◆ WORK TASK
Would you show every line from the records that holds "CourseId"?

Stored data
=-=-=-=-=

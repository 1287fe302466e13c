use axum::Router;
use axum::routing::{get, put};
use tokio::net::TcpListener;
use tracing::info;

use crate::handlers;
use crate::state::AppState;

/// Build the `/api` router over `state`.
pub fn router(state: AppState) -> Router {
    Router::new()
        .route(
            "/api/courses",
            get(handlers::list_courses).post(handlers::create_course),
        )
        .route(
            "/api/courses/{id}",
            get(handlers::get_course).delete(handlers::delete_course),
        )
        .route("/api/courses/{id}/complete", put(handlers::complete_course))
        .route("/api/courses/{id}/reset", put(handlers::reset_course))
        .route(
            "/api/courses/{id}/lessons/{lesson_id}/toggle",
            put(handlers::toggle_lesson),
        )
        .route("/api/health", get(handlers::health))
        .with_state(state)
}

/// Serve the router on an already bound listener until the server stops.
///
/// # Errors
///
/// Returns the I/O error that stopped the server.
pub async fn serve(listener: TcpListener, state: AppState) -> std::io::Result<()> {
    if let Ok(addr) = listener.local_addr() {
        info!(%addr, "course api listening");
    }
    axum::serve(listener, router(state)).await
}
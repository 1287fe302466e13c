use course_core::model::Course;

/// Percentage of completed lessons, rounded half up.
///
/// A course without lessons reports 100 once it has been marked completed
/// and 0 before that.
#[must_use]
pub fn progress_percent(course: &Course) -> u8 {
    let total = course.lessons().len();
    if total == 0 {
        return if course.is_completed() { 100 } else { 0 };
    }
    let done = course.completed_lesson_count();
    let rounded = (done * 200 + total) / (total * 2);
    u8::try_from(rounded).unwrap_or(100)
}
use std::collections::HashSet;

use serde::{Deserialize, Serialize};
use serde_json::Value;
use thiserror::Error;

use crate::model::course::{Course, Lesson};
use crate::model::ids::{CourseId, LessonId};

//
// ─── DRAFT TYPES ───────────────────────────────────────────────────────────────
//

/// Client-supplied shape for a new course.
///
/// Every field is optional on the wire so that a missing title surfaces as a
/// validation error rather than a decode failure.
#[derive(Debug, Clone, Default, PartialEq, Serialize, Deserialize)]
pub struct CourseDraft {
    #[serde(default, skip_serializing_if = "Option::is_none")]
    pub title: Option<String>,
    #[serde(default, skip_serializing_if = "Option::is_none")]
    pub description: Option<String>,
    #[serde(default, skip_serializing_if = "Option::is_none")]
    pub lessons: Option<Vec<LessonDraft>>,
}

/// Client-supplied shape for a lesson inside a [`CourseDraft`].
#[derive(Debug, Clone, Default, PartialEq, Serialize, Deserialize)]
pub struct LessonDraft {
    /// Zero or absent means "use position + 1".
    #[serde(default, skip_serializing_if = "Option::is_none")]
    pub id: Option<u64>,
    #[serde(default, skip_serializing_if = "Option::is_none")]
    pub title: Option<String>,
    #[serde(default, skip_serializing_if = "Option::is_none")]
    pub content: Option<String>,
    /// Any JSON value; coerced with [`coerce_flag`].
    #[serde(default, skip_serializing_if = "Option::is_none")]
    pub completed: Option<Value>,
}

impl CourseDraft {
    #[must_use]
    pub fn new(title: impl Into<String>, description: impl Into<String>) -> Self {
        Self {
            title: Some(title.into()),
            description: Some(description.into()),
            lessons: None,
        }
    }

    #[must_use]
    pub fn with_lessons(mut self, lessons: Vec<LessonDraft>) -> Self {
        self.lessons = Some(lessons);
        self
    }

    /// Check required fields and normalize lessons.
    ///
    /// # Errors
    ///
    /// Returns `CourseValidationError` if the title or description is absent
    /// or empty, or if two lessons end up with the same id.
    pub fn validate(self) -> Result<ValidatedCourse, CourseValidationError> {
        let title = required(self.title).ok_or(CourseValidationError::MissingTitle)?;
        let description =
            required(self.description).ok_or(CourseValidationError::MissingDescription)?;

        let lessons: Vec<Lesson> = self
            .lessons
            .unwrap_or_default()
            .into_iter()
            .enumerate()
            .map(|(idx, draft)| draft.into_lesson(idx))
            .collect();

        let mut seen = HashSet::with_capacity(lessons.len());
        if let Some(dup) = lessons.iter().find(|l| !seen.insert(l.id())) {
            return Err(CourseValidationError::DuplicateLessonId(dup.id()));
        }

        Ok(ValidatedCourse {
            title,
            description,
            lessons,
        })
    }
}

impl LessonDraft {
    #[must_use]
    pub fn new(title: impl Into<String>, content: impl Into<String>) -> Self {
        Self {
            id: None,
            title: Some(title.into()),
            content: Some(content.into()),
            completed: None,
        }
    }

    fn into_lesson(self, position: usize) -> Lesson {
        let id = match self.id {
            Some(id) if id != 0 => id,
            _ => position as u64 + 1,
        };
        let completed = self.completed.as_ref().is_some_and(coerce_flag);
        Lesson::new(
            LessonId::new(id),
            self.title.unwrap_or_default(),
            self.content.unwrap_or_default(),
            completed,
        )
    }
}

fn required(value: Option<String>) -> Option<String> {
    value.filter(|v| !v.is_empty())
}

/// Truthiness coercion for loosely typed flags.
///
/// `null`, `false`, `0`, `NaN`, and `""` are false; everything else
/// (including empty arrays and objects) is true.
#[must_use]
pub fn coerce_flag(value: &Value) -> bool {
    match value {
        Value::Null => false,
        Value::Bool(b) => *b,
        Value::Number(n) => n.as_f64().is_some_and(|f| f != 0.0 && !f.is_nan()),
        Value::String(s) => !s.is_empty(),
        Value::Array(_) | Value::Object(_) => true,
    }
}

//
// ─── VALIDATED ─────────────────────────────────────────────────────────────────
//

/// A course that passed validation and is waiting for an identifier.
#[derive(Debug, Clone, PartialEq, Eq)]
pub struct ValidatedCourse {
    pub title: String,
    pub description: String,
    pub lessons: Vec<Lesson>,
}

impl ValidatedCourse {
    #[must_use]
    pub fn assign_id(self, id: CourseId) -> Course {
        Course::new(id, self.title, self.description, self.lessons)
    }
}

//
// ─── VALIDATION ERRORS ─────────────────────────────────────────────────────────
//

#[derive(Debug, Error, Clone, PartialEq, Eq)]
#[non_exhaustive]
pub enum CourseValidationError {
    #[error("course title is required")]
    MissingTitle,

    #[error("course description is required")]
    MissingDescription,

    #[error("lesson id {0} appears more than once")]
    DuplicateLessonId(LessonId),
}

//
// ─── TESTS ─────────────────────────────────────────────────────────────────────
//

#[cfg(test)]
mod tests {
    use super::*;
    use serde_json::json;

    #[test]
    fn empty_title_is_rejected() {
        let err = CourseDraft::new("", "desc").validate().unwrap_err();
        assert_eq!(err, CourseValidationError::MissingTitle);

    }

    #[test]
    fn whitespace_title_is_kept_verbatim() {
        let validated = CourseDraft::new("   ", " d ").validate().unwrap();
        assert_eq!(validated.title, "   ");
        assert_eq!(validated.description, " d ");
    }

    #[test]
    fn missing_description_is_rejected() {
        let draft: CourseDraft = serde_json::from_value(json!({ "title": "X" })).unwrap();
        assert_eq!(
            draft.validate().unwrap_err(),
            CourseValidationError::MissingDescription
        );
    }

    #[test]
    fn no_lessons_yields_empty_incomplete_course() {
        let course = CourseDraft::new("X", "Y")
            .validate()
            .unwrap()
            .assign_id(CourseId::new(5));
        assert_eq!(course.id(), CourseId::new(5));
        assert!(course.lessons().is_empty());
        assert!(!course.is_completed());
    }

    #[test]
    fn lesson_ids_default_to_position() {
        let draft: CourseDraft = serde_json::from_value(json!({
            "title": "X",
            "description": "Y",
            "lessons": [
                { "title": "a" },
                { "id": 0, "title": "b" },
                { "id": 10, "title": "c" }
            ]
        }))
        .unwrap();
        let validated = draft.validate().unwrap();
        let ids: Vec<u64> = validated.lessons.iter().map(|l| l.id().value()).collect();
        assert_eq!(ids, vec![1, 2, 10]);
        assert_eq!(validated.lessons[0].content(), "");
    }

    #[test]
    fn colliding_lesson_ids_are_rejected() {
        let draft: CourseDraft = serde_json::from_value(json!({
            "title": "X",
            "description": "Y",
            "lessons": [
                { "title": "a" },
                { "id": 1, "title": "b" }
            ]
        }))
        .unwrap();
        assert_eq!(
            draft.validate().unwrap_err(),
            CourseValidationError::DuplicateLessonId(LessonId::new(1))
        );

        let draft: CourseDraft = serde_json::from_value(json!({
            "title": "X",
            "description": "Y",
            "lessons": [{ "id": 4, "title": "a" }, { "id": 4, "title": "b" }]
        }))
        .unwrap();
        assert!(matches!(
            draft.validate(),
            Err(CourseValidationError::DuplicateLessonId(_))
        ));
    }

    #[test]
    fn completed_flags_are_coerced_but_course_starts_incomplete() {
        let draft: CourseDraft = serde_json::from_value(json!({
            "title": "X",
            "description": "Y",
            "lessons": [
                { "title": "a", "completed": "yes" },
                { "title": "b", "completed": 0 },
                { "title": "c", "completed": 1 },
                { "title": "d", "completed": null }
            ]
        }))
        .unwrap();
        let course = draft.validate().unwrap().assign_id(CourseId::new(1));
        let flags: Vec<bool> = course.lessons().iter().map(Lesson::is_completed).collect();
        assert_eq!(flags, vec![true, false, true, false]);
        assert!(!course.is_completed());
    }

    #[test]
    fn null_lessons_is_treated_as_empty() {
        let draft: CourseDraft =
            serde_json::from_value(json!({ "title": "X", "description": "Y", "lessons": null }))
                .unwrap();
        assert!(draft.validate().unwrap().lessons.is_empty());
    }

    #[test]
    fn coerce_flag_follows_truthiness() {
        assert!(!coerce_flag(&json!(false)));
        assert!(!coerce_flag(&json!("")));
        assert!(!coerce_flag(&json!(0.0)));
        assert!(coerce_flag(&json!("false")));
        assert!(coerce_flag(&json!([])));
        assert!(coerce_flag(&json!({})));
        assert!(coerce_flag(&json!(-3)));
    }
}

=-=-=-=-=

◆ WORKED SOLUTION
use crate::model::ids::{CourseId, LessonId};
    pub fn assign_id(self, id: CourseId) -> Course {
            .assign_id(CourseId::new(5));
        assert_eq!(course.id(), CourseId::new(5));
        let course = draft.validate().unwrap().assign_id(CourseId::new(1));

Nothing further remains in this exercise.